We can thus see that we have no need to jettison our earlier findings, but merely to adjust them in line with our more recent insights. It is an undeniable fact that in circumstances of sexual abstinence, or when sexual excitation is improperly disrupted or deflected from the processing due to it in the psyche, fear arises directly out of libido; in other words, in the face of excessive tension caused by unmet needs a state of helplessness is induced in the ego that culminates – as in the birth process – in the generation of fear. And it is altogether possible, though of no particular moment, that it is precisely the surplus quantity of unutilized libido that finds release in the generation of fear. We can see that psychoneuroses develop particularly easily on the basis of these ‘actual’ neuroses, which presumably means that the ego, having already learned how to keep fear temporarily in abeyance, makes various attempts to evade it altogether and annex it by means of symptom-formation. Analysis of traumatic war neuroses – albeit a term that embraces a very wide variety of disorders – would probably have shown that a number of them share characteristics particular to the ‘actual’ neuroses.

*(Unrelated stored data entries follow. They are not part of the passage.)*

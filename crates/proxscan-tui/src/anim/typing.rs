//! Typed-text animation.
//!
//! [`Typewriter`] plays a full typing performance: random per-character
//! delays, occasional wrong characters that get backspaced, then an optional
//! hold, blink and delete. [`QuoteLine`] is the light version used under the
//! console title: it only ever grows, one character per interval.

use rand::Rng;

/// Wrong characters inserted by a simulated typo.
pub const MISTAKE_GLYPHS: &[u8] = b"abcdefghijklmnopqrstuvwxyz0123456789#$%&*+-=/<>";

/// Uniform delay range in seconds.
#[derive(Debug, Clone, Copy, PartialEq)]
pub struct DelayRange {
    pub min: f64,
    pub max: f64,
}

impl DelayRange {
    pub fn millis(min: u64, max: u64) -> Self {
        Self {
            min: min as f64 / 1000.0,
            max: max as f64 / 1000.0,
        }
    }

    pub fn fixed(secs: f64) -> Self {
        Self {
            min: secs,
            max: secs,
        }
    }

    pub fn sample<R: Rng + ?Sized>(&self, rng: &mut R) -> f64 {
        if self.max <= self.min {
            self.min
        } else {
            rng.gen_range(self.min..=self.max)
        }
    }
}

#[derive(Debug, Clone, PartialEq)]
pub struct TypingStyle {
    pub char_delay: DelayRange,
    pub mistake_probability: f64,
    pub mistake_delay: DelayRange,
    /// Pause once the whole line is typed.
    pub hold: f64,
    pub blink_count: u32,
    pub blink_on: f64,
    pub blink_off: f64,
    /// Pause between the blink and the deletion pass.
    pub hold_before_delete: f64,
    /// Backspace delay; `None` leaves the line on screen.
    pub delete: Option<DelayRange>,
}

impl TypingStyle {
    /// Mistake probability as a valid chance; NaN disables mistakes.
    fn mistake_chance(&self) -> f64 {
        if self.mistake_probability.is_finite() {
            self.mistake_probability.clamp(0.0, 1.0)
        } else {
            0.0
        }
    }

    /// Plain typing, no mistakes, nothing after the last character.
    pub fn plain(char_delay: DelayRange) -> Self {
        Self {
            char_delay,
            mistake_probability: 0.0,
            mistake_delay: char_delay,
            hold: 0.0,
            blink_count: 0,
            blink_on: 0.0,
            blink_off: 0.0,
            hold_before_delete: 0.0,
            delete: None,
        }
    }

    /// Rotating quote: typos, hold, three blinks, delete.
    pub fn quote(mistake_probability: f64) -> Self {
        Self {
            char_delay: DelayRange::millis(30, 90),
            mistake_probability,
            mistake_delay: DelayRange::millis(30, 90),
            hold: 0.4,
            blink_count: 3,
            blink_on: 0.25,
            blink_off: 0.2,
            hold_before_delete: 0.15,
            delete: Some(DelayRange::millis(30, 90)),
        }
    }

    /// Intro sentence that is typed, held and deleted.
    pub fn intro() -> Self {
        Self {
            hold: 0.7,
            delete: Some(DelayRange::millis(40, 80)),
            ..Self::plain(DelayRange::millis(70, 140))
        }
    }

    /// Last intro sentence: held, then blinked four times.
    pub fn intro_final() -> Self {
        Self {
            hold: 1.0,
            blink_count: 4,
            blink_on: 0.2,
            blink_off: 0.2,
            ..Self::plain(DelayRange::millis(70, 140))
        }
    }
}

#[derive(Debug, Clone, Copy, PartialEq, Eq)]
pub enum TypingPhase {
    Typing,
    MistakeShown,
    MistakeRemoved,
    Holding,
    Blinking { left: u32, on: bool },
    PreDelete,
    Deleting,
    Done,
}

pub struct Typewriter {
    source: Vec<char>,
    style: TypingStyle,
    visible: usize,
    mistake: Option<char>,
    phase: TypingPhase,
    deadline: f64,
}

impl Typewriter {
    /// Start typing `text` at `now`. The first character appears after one
    /// character delay.
    pub fn new<R: Rng + ?Sized>(text: &str, style: TypingStyle, now: f64, rng: &mut R) -> Self {
        let source: Vec<char> = text.chars().collect();
        let deadline = now + style.char_delay.sample(rng);
        let phase = if source.is_empty() {
            TypingPhase::Holding
        } else {
            TypingPhase::Typing
        };
        Self {
            source,
            style,
            visible: 0,
            mistake: None,
            phase,
            deadline,
        }
    }

    pub fn phase(&self) -> TypingPhase {
        self.phase
    }

    pub fn is_done(&self) -> bool {
        self.phase == TypingPhase::Done
    }

    pub fn visible_count(&self) -> usize {
        self.visible
    }

    /// Typed prefix plus any pending wrong character.
    pub fn visible_text(&self) -> String {
        let mut s: String = self.source[..self.visible].iter().collect();
        if let Some(c) = self.mistake {
            s.push(c);
        }
        s
    }

    /// Cursor block is hidden during the "off" half of each blink.
    pub fn cursor_visible(&self) -> bool {
        !matches!(self.phase, TypingPhase::Blinking { on: false, .. })
    }

    /// Catch up to `now`. Every step is scheduled from the previous
    /// deadline, so a late frame applies all the steps it missed.
    pub fn update<R: Rng + ?Sized>(&mut self, now: f64, rng: &mut R) {
        while self.phase != TypingPhase::Done && now >= self.deadline {
            self.step(rng);
        }
    }

    fn step<R: Rng + ?Sized>(&mut self, rng: &mut R) {
        match self.phase {
            TypingPhase::Typing => {
                let next = self.source[self.visible];
                if next != ' ' && rng.gen_bool(self.style.mistake_chance()) {
                    let wrong = MISTAKE_GLYPHS[rng.gen_range(0..MISTAKE_GLYPHS.len())] as char;
                    self.mistake = Some(wrong);
                    self.phase = TypingPhase::MistakeShown;
                    self.deadline += self.style.mistake_delay.sample(rng);
                } else {
                    self.commit_char(rng);
                }
            }
            TypingPhase::MistakeShown => {
                self.mistake = None;
                self.phase = TypingPhase::MistakeRemoved;
                self.deadline += self.style.mistake_delay.sample(rng);
            }
            TypingPhase::MistakeRemoved => self.commit_char(rng),
            TypingPhase::Holding => {
                if self.style.blink_count > 0 {
                    self.phase = TypingPhase::Blinking {
                        left: self.style.blink_count,
                        on: true,
                    };
                    self.deadline += self.style.blink_on;
                } else {
                    self.phase = TypingPhase::PreDelete;
                }
            }
            TypingPhase::Blinking { left, on: true } => {
                self.phase = TypingPhase::Blinking { left, on: false };
                self.deadline += self.style.blink_off;
            }
            TypingPhase::Blinking { left, on: false } => {
                if left > 1 {
                    self.phase = TypingPhase::Blinking {
                        left: left - 1,
                        on: true,
                    };
                    self.deadline += self.style.blink_on;
                } else {
                    self.phase = TypingPhase::PreDelete;
                    self.deadline += self.style.hold_before_delete;
                }
            }
            TypingPhase::PreDelete => match self.style.delete {
                Some(delay) if self.visible > 0 => {
                    self.phase = TypingPhase::Deleting;
                    self.deadline += delay.sample(rng);
                }
                _ => self.phase = TypingPhase::Done,
            },
            TypingPhase::Deleting => {
                self.visible -= 1;
                if self.visible == 0 {
                    self.phase = TypingPhase::Done;
                } else if let Some(delay) = self.style.delete {
                    self.deadline += delay.sample(rng);
                }
            }
            TypingPhase::Done => {}
        }
    }

    fn commit_char<R: Rng + ?Sized>(&mut self, rng: &mut R) {
        self.visible += 1;
        if self.visible >= self.source.len() {
            self.phase = TypingPhase::Holding;
            self.deadline += self.style.hold;
        } else {
            self.phase = TypingPhase::Typing;
            self.deadline += self.style.char_delay.sample(rng);
        }
    }
}

/// Quote under the console title. Grows by at most one character per call to
/// [`QuoteLine::tick`], once `interval` has passed since the last step.
#[derive(Debug, Clone)]
pub struct QuoteLine {
    text: String,
    len: usize,
    visible: usize,
    interval: f64,
    last_step: f64,
}

impl QuoteLine {
    pub fn new(interval: f64) -> Self {
        Self {
            text: String::new(),
            len: 0,
            visible: 0,
            interval,
            last_step: 0.0,
        }
    }

    pub fn restart(&mut self, text: &str, now: f64) {
        self.text = text.to_string();
        self.len = text.chars().count();
        self.visible = 0;
        self.last_step = now;
    }

    pub fn tick(&mut self, now: f64) {
        if self.visible < self.len && now - self.last_step >= self.interval {
            self.visible += 1;
            self.last_step = now;
        }
    }

    pub fn visible_count(&self) -> usize {
        self.visible
    }

    pub fn visible_text(&self) -> String {
        self.text.chars().take(self.visible).collect()
    }

    pub fn is_complete(&self) -> bool {
        self.visible >= self.len
    }
}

In describing how the various danger situations evolved out of their paradigm in the birth process, we by no means intended to argue that each subsequent fear-determinant simply cancels out the preceding one. However, as the development of the ego progresses, this does indeed tend to help to diminish and marginalize earlier danger situations, so that we might reasonably say that each stage of development has its own appropriate fear-determinant. The danger of psychic helplessness befits the period of life in which the ego is still immature – and by the same token the danger of object-loss befits early childhood and the dependent status it entails, the danger of castration befits the phallic phase, fear of the super-ego befits the latency period. But it is perfectly possible for all these danger situations and fear-determinants to go on existing side by side with each other and to trigger a fear reaction in the ego at a later juncture than is appropriate to them; alternatively, several of them may become operative at the same time. There may well also be quite a close connection between the danger situation that happens to be operative, and the form of neurosis that follows it.53
When we had occasion earlier in this study to note that the danger of castration is of significance in quite a number of neurotic disorders, we none the less admonished ourselves not to overestimate the importance of this particular factor, since it clearly cannot play a decisive role in the case of women – who are surely more prone to neurosis than men are. There is now clearly no danger of our declaring fear of castration to be the sole motor driving the defence processes that lead to neurosis. I have shown elsewhere how in the development of young girls the castration complex directly conduces to affectionate object-cathexis.54 It is precisely in women that the danger situation of object-loss appears to have remained most effective. As regards the fear-determinant in this particular case, we might add the minor modification that it is no longer a matter of the actual loss of the object itself or distress at such loss, but rather the loss of the object's love. Given the well-established fact that hysteria has a stronger affinity to femaleness, just as obsessional neurosis has a stronger affinity to maleness, we may readily suppose that loss of love plays the same kind of role as a fear-determinant in hysteria as the threat of castration does in the phobias, and fear of the super-ego in obsessional neurosis.
IX
All that now remains for us to do is to deal with the relationship between symptom-formation and fear-generation.
There seem to be two very widely held opinions on this matter. One regards the fear element as being itself a symptom of the neurosis, while the other believes the two to be far more closely and subtly connected.55 According to this latter view, symptom-formation is undertaken wholly and solely for the purpose of evading fear: the symptoms serve to annex the psychic energy that would otherwise find release as fear. In this perspective fear is the core phenomenon in the neurosis, and its chief problem.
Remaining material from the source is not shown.